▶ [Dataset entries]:

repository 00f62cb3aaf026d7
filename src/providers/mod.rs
pub mod compatible;
pub mod factory;
pub mod http_client;
pub mod reliable;
pub mod scrub;
pub mod traits;

pub use compatible::OpenAiCompatibleProvider;
pub use factory::{create_provider, create_provider_chain};
pub use reliable::{FallbackEntry, ReliableProvider};
pub use scrub::{api_error, sanitize_api_error, scrub_secret_patterns};
pub use traits::Provider;
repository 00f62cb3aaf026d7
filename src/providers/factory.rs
use super::compatible::OpenAiCompatibleProvider;
use super::reliable::{FallbackEntry, ReliableProvider};
use super::traits::Provider;
use crate::config::{LlmConfig, ReliabilityConfig};

/// Create a single OpenAI-compatible provider for a named endpoint.
pub fn create_provider(name: &str, base_url: &str, api_key: Option<&str>) -> Box<dyn Provider> {
    Box::new(OpenAiCompatibleProvider::new(name, base_url, api_key))
}

/// Build the fallback chain from every endpoint that has an API key, in
/// config order. Each endpoint keeps its own model name.
pub fn create_provider_chain(
    llm: &LlmConfig,
    reliability: &ReliabilityConfig,
) -> anyhow::Result<ReliableProvider> {
    let entries: Vec<FallbackEntry> = llm
        .configured()
        .map(|endpoint| FallbackEntry {
            name: endpoint.name.clone(),
            provider: create_provider(
                &endpoint.name,
                &endpoint.base_url,
                endpoint.api_key.as_deref(),
            ),
            model: Some(endpoint.model.clone()),
        })
        .collect();

    if entries.is_empty() {
        anyhow::bail!(
            "No LLM provider configured. Set DEEPSEEK_API_KEY, OPENROUTER_API_KEY or GLM_API_KEY."
        );
    }

    let chain = ReliableProvider::new(
        entries,
        reliability.provider_retries,
        reliability.provider_backoff_ms,
    );
    tracing::debug!(providers = ?chain.provider_names(), "LLM fallback chain ready");
    Ok(chain)
}
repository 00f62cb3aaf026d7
#![allow(dead_code)]

use std::collections::HashMap;
use std::sync::atomic::{AtomicUsize, Ordering};
use std::sync::{Arc, Mutex};

use async_trait::async_trait;
use chrono::{DateTime, Duration, TimeZone, Utc};

use mnemo::error::GatewayError;
use mnemo::llm::LanguageModel;
use mnemo::memory::{EmbeddingGateway, EmbeddingProvider, EpisodicMemory};

pub const DIMS: usize = 32;

/// Gives every distinct text its own axis, in order of first appearance:
/// equal texts embed identically and distinct texts are orthogonal (until
/// more than `DIMS` texts have been seen).
#[derive(Default)]
pub struct VocabularyEmbedding {
    axes: Mutex<HashMap<String, usize>>,
}

impl VocabularyEmbedding {
    fn vector(&self, text: &str) -> Vec<f32> {
        let mut axes = self.axes.lock().unwrap();
        let next = axes.len();
        let axis = *axes.entry(text.to_string()).or_insert(next) % DIMS;
        let mut v = vec![0.0; DIMS];
        v[axis] = 1.0;
        v
    }
}

#[async_trait]
impl EmbeddingProvider for VocabularyEmbedding {
    fn name(&self) -> &str {
        "vocabulary"
    }

    fn dimensions(&self) -> usize {
        DIMS
    }

    async fn embed(&self, texts: &[&str]) -> anyhow::Result<Vec<Vec<f32>>> {
        Ok(texts.iter().map(|t| self.vector(t)).collect())
    }
}

pub fn embedder() -> EmbeddingGateway {
    EmbeddingGateway::new(Arc::new(VocabularyEmbedding::default()), DIMS)
}

/// Language model driven by a closure over `(system, user)`. Records every
/// call.
pub struct ScriptedModel<F> {
    reply: F,
    calls: AtomicUsize,
    pub prompts: Mutex<Vec<(String, String)>>,
}

impl<F> ScriptedModel<F>
where
    F: Fn(&str, &str) -> Option<String> + Send + Sync,
{
    pub fn new(reply: F) -> Self {
        Self {
            reply,
            calls: AtomicUsize::new(0),
            prompts: Mutex::new(Vec::new()),
        }
    }

    pub fn call_count(&self) -> usize {
        self.calls.load(Ordering::SeqCst)
    }
}

#[async_trait]
impl<F> LanguageModel for ScriptedModel<F>
where
    F: Fn(&str, &str) -> Option<String> + Send + Sync,
{
    fn name(&self) -> &str {
        "scripted"
    }

    async fn chat(&self, system: &str, user: &str) -> Result<String, GatewayError> {
        self.calls.fetch_add(1, Ordering::SeqCst);
        self.prompts
            .lock()
            .unwrap()
            .push((system.to_string(), user.to_string()));
        (self.reply)(system, user).ok_or_else(|| GatewayError::llm("scripted", "offline"))
    }
}

/// True when the system prompt asks for structured fact extraction.
pub fn is_extraction(system: &str) -> bool {
    system.contains("Respond with JSON")
}

pub fn at(mins: i64) -> DateTime<Utc> {
    Utc.with_ymd_and_hms(2025, 3, 14, 8, 0, 0).unwrap() + Duration::minutes(mins)
}

pub async fn episode(
    embedder: &EmbeddingGateway,
    id: &str,
    user_id: &str,
    chat_id: &str,
    text: &str,
    created_at: DateTime<Utc>,
) -> EpisodicMemory {
    EpisodicMemory {
        id: id.to_string(),
        user_id: user_id.to_string(),
        chat_id: chat_id.to_string(),
        text: text.to_string(),
        embedding: embedder.embed_one(text).await.unwrap(),
        created_at,
    }
}
use mnemo::config::RetrievalConfig;
use mnemo::memory::{InMemoryVectorStore, MemoryKind, Retriever, SemanticMemory, VectorStore};

use crate::harness::{DIMS, at, embedder, episode};

async fn seeded() -> (InMemoryVectorStore, mnemo::memory::EmbeddingGateway) {
    let embedder = embedder();
    let store = InMemoryVectorStore::new(DIMS);
    for (i, text) in ["User likes jazz.", "User has two sisters.", "User is allergic to nuts."]
        .iter()
        .enumerate()
    {
        let fact = SemanticMemory {
            id: format!("s{i}"),
            user_id: "u1".into(),
            text: (*text).to_string(),
            embedding: embedder.embed_one(text).await.unwrap(),
            created_at: at(i64::try_from(i).unwrap()),
        };
        store
            .upsert(MemoryKind::Semantic, fact.to_record().unwrap())
            .await
            .unwrap();
    }
    for (id, user, text) in [("e1", "u1", "jazz night"), ("e2", "u2", "jazz night")] {
        let m = episode(&embedder, id, user, "c1", text, at(10)).await;
        store
            .upsert(MemoryKind::Episodic, m.to_record().unwrap())
            .await
            .unwrap();
    }
    (store, embedder)
}

#[tokio::test]
async fn exhaustive_mode_returns_every_fact() {
    let (store, embedder) = seeded().await;
    let config = RetrievalConfig {
        k_semantic: 1,
        ..RetrievalConfig::default()
    };

    let ctx = Retriever::new(&store, &embedder, &config)
        .retrieve("u1", "jazz night")
        .await
        .unwrap();

    assert_eq!(ctx.semantic.len(), 3);
    assert!(ctx.semantic.iter().all(|m| m.score.is_none()));
    assert_eq!(ctx.episodic.len(), 1);
    assert_eq!(ctx.episodic[0].id, "e1");
}

#[tokio::test]
async fn similarity_mode_ranks_by_score() {
    let (store, embedder) = seeded().await;
    let config = RetrievalConfig {
        k_semantic: 1,
        use_all_semantic: false,
        ..RetrievalConfig::default()
    };

    let ctx = Retriever::new(&store, &embedder, &config)
        .retrieve("u1", "User is allergic to nuts.")
        .await
        .unwrap();

    assert_eq!(ctx.semantic.len(), 1);
    assert_eq!(ctx.semantic[0].text, "User is allergic to nuts.");
    assert!(ctx.semantic[0].score.unwrap() > 0.99);
    assert!(ctx.render().contains("[Known facts]"));
}

#[tokio::test]
async fn unknown_user_gets_empty_context() {
    let (store, embedder) = seeded().await;
    let ctx = Retriever::new(&store, &embedder, &RetrievalConfig::default())
        .retrieve("nobody", "jazz")
        .await
        .unwrap();
    assert!(ctx.is_empty());
    assert_eq!(ctx.render(), "");
}
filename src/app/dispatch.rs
use crate::cli::commands::{Cli, Commands};
use anyhow::{Context, Result, bail};
use mnemo::config::StoreBackend;
use mnemo::memory::SchedulerRun;
use mnemo::{Config, MemorySystem};
use tracing::info;

pub async fn dispatch(cli: Cli, config: Config) -> Result<()> {
    match cli.command {
        Commands::Config => {
            let rendered =
                toml::to_string_pretty(&config.redacted()).context("Failed to render config")?;
            println!("{rendered}");
        }
        Commands::Remember { user, chat, text } => {
            let system = connect(config).await?;
            let memory = system.remember(&user, &chat, &text).await?;
            println!("{}", memory.id);
        }
        Commands::Recall { user, query } => {
            let system = connect(config).await?;
            let context = system.retrieve(&user, &query).await?;
            if context.is_empty() {
                println!("(no memories)");
            } else {
                println!("{}", context.render());
            }
        }
        Commands::Consolidate { user, force } => {
            let system = connect(config).await?;
            print_run(system.consolidate(&user, force).await?);
        }
    }

    Ok(())
}

/// Each CLI invocation is its own process, so a process-local store would
/// drop whatever the previous command wrote.
fn ensure_persistent_store(config: &Config) -> Result<()> {
    if config.store.backend == StoreBackend::Memory {
        bail!(
            "The in-memory store does not persist between commands. \
             Set MILVUS_URL or store.backend = \"milvus\" with store.milvus_uri"
        );
    }
    Ok(())
}

async fn connect(config: Config) -> Result<MemorySystem> {
    ensure_persistent_store(&config)?;
    Ok(MemorySystem::connect(config).await?)
}

fn print_run(run: SchedulerRun) {
    match run {
        SchedulerRun::Skipped { pending } => {
            println!("Nothing to do: {pending} pending episode(s)");
        }
        SchedulerRun::Consolidated {
            report,
            applied_watermark,
            abandoned,
            ..
        } => {
            info!(
                user_id = report.user_id.as_str(),
                clean = report.is_clean(),
                "Consolidation finished"
            );
            println!("Episodes:     {}", report.batch_len);
            println!("Rewritten:    {}", report.rewritten);
            println!("Facts:        {}", report.semantic_written());
            println!("Duplicates:   {}", report.duplicate_facts.len());
            for entry in report.failed_entries() {
                if let Some(error) = &entry.error {
                    println!("Failed:       {:?} ({error})", entry.target);
                }
            }
            for id in &abandoned {
                println!("Abandoned:    {id}");
            }
            match applied_watermark {
                Some(at) => println!("Watermark:    {}", at.to_rfc3339()),
                None => println!("Watermark:    (none)"),
            }
        }
    }
}
use clap::{Parser, Subcommand};

/// `mnemo` - episodic/semantic memory consolidation for conversational agents.
#[derive(Parser, Debug)]
#[command(name = "mnemo")]
#[command(version = "0.1.0")]
#[command(about = "Remember, recall and consolidate conversational memories.", long_about = None)]
pub struct Cli {
    /// Log at debug level
    #[arg(short, long, global = true)]
    pub verbose: bool,

    #[command(subcommand)]
    pub command: Commands,
}

#[derive(Subcommand, Debug)]
pub enum Commands {
    /// Store one interaction as an episodic memory
    Remember {
        #[arg(long)]
        user: String,

        #[arg(long)]
        chat: String,

        /// Interaction text
        text: String,
    },

    /// Print the memory context assembled for a query
    Recall {
        #[arg(long)]
        user: String,

        query: String,
    },

    /// Run one consolidation batch for a user
    Consolidate {
        #[arg(long)]
        user: String,

        /// Run even if fewer than `min_new_episodes` records are pending
        #[arg(long)]
        force: bool,
    },

    /// Show the effective configuration with secrets redacted
    Config,
}
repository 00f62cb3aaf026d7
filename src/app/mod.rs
pub mod dispatch;
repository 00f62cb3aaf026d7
//! Generic OpenAI-compatible chat provider.
//! DeepSeek, OpenRouter and GLM all expose the same `/chat/completions`
//! shape, so one implementation serves every configured endpoint.

use super::http_client::build_provider_client;
use super::scrub::api_error;
use super::traits::Provider;
use anyhow::Context;
use async_trait::async_trait;
use reqwest::Client;
use serde::{Deserialize, Serialize};

pub struct OpenAiCompatibleProvider {
    pub(crate) name: String,
    pub(crate) base_url: String,
    /// Pre-computed `"Bearer <key>"` header value.
    cached_auth_header: Option<String>,
    /// Pre-computed chat completions URL.
    cached_chat_url: String,
    client: Client,
}

impl OpenAiCompatibleProvider {
    pub fn new(name: &str, base_url: &str, api_key: Option<&str>) -> Self {
        let base_url = base_url.trim_end_matches('/').to_string();
        let cached_chat_url = if base_url.ends_with("chat/completions") {
            base_url.clone()
        } else {
            format!("{base_url}/chat/completions")
        };

        Self {
            name: name.to_string(),
            base_url,
            cached_auth_header: api_key
                .map(str::trim)
                .filter(|k| !k.is_empty())
                .map(|k| format!("Bearer {k}")),
            cached_chat_url,
            client: build_provider_client(),
        }
    }

    pub fn has_api_key(&self) -> bool {
        self.cached_auth_header.is_some()
    }

    fn build_request(
        system_prompt: Option<&str>,
        message: &str,
        model: &str,
        temperature: f64,
    ) -> ChatRequest {
        let capacity = if system_prompt.is_some() { 2 } else { 1 };
        let mut messages = Vec::with_capacity(capacity);

        if let Some(sys) = system_prompt {
            messages.push(Message {
                role: "system",
                content: sys.to_string(),
            });
        }

        messages.push(Message {
            role: "user",
            content: message.to_string(),
        });

        ChatRequest {
            model: model.to_string(),
            messages,
            temperature,
        }
    }

    async fn call_chat_completions(&self, request: &ChatRequest) -> anyhow::Result<ChatResponse> {
        let auth_header = self.cached_auth_header.as_ref().ok_or_else(|| {
            anyhow::anyhow!(
                "{} API key not set. Set the provider's *_API_KEY env var or edit config.toml.",
                self.name
            )
        })?;

        let response = self
            .client
            .post(&self.cached_chat_url)
            .header("Authorization", auth_header)
            .json(request)
            .send()
            .await
            .with_context(|| format!("{} chat completions request failed", self.name))?;

        if !response.status().is_success() {
            return Err(api_error(&self.name, response).await);
        }

        response
            .json()
            .await
            .with_context(|| format!("{} chat completions JSON decode failed", self.name))
    }
}

#[derive(Debug, Serialize)]
struct ChatRequest {
    model: String,
    messages: Vec<Message>,
    temperature: f64,
}

#[derive(Debug, Serialize)]
struct Message {
    role: &'static str,
    content: String,
}

#[derive(Debug, Deserialize)]
struct ChatResponse {
    choices: Vec<Choice>,
}

#[derive(Debug, Deserialize)]
struct Choice {
    message: ResponseMessage,
}

#[derive(Debug, Deserialize)]
struct ResponseMessage {
    /// Some providers return `null` content for an empty completion.
    #[serde(default)]
    content: Option<String>,
}

fn extract_chat_text(response: ChatResponse, provider_name: &str) -> anyhow::Result<String> {
    response
        .choices
        .into_iter()
        .next()
        .map(|choice| choice.message.content.unwrap_or_default())
        .ok_or_else(|| anyhow::anyhow!("No response from {provider_name}"))
}

#[async_trait]
impl Provider for OpenAiCompatibleProvider {
    fn name(&self) -> &str {
        &self.name
    }

    async fn chat_with_system(
        &self,
        system_prompt: Option<&str>,
        message: &str,
        model: &str,
        temperature: f64,
    ) -> anyhow::Result<String> {
        let request = Self::build_request(system_prompt, message, model, temperature);
        let response = self.call_chat_completions(&request).await?;
        extract_chat_text(response, &self.name)
    }

    async fn warmup(&self) -> anyhow::Result<()> {
        if self.cached_auth_header.is_none() {
            return Ok(());
        }
        // Any response (even 404) means the TLS session is established.
        self.client
            .get(&self.base_url)
            .send()
            .await
            .with_context(|| format!("{} warmup failed", self.name))?;
        Ok(())
    }
}
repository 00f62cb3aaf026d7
use crate::llm::LanguageModel;
use crate::memory::types::EpisodicMemory;

const RECONSOLIDATE_SYSTEM_PROMPT: &str = "\
You maintain a user's episodic memory. You are given one stored memory and \
newer context from the same conversation. If the new context corrects, \
completes or updates the memory, reply with the rewritten memory as a single \
self-contained paragraph in the memory's original language. If the memory \
is still accurate and nothing should change, reply with an empty message. \
Reply with the memory text only, no preamble.";

/// Outcome of one reconsolidation attempt.
#[derive(Debug, Clone, PartialEq)]
pub enum Reconsolidation {
    /// The stored text stands. Covers empty replies, gateway failures and
    /// rewrites identical to the original.
    Kept(EpisodicMemory),
    /// `text` was replaced; the embedding is stale until re-embedded.
    Rewritten(EpisodicMemory),
}

impl Reconsolidation {
    pub fn memory(&self) -> &EpisodicMemory {
        match self {
            Self::Kept(m) | Self::Rewritten(m) => m,
        }
    }

    pub fn into_memory(self) -> EpisodicMemory {
        match self {
            Self::Kept(m) | Self::Rewritten(m) => m,
        }
    }

    pub fn is_rewritten(&self) -> bool {
        matches!(self, Self::Rewritten(_))
    }
}

fn build_user_prompt(old_text: &str, new_context: &str) -> String {
    format!("Stored memory:\n{old_text}\n\nNew context:\n{new_context}")
}

/// Rewrites an episodic memory in light of newer context.
pub struct Reconsolidator<'a> {
    llm: &'a dyn LanguageModel,
}

impl<'a> Reconsolidator<'a> {
    pub fn new(llm: &'a dyn LanguageModel) -> Self {
        Self { llm }
    }

    /// Never fails: a gateway error or empty reply keeps the original text.
    /// Identity fields (`id`, `user_id`, `chat_id`, `created_at`) are copied
    /// through unchanged.
    pub async fn reconsolidate(&self, old: &EpisodicMemory, new_context: &str) -> Reconsolidation {
        let reply = match self
            .llm
            .chat(RECONSOLIDATE_SYSTEM_PROMPT, &build_user_prompt(&old.text, new_context))
            .await
        {
            Ok(reply) => reply,
            Err(e) => {
                tracing::warn!(
                    memory_id = old.id.as_str(),
                    error = %e,
                    "Reconsolidation call failed, keeping original"
                );
                return Reconsolidation::Kept(old.clone());
            }
        };

        let rewritten = reply.trim();
        if rewritten.is_empty() || rewritten == old.text.trim() {
            tracing::debug!(memory_id = old.id.as_str(), "Memory unchanged by reconsolidation");
            return Reconsolidation::Kept(old.clone());
        }

        tracing::debug!(memory_id = old.id.as_str(), "Memory rewritten by reconsolidation");
        Reconsolidation::Rewritten(EpisodicMemory {
            text: rewritten.to_string(),
            ..old.clone()
        })
    }
}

▶ [What you will do]: Search the entries above for the word "const", and copy every line where it occurs.

▶ [Solved exercise]:
pub const DIMS: usize = 32;
const RECONSOLIDATE_SYSTEM_PROMPT: &str = "\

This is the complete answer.